> Requirement
Print out all of the data below, keeping it identical to the original.

Saved data entries:
◆ ◆ ◆ ◆ ◆ ◆ ◆

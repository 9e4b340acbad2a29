#![forbid(unsafe_code)]
#[cfg(target_arch = "wasm32")]
use wasm_bindgen::prelude::*;

pub mod app;
pub mod components;
pub mod dom;
pub mod logging;
pub mod storage;
#[cfg(target_arch = "wasm32")]
pub mod timer;

#[cfg(target_arch = "wasm32")]
#[wasm_bindgen(start)]
pub fn start() {
    #[cfg(feature = "console_error_panic_hook")]
    console_error_panic_hook::set_once();
    logging::init();
    yew::Renderer::<app::App>::new().render();
}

◆ ◆ ◆ ◆ ◆ ◆ ◆

> Solution for this problem
repository 9e4b340acbad2a29
#![forbid(unsafe_code)]
#[cfg(target_arch = "wasm32")]
use wasm_bindgen::prelude::*;

pub mod app;
pub mod components;
pub mod dom;
pub mod logging;
pub mod storage;
#[cfg(target_arch = "wasm32")]
pub mod timer;

#[cfg(target_arch = "wasm32")]
#[wasm_bindgen(start)]
pub fn start() {
    #[cfg(feature = "console_error_panic_hook")]
    console_error_panic_hook::set_once();
    logging::init();
    yew::Renderer::<app::App>::new().render();
}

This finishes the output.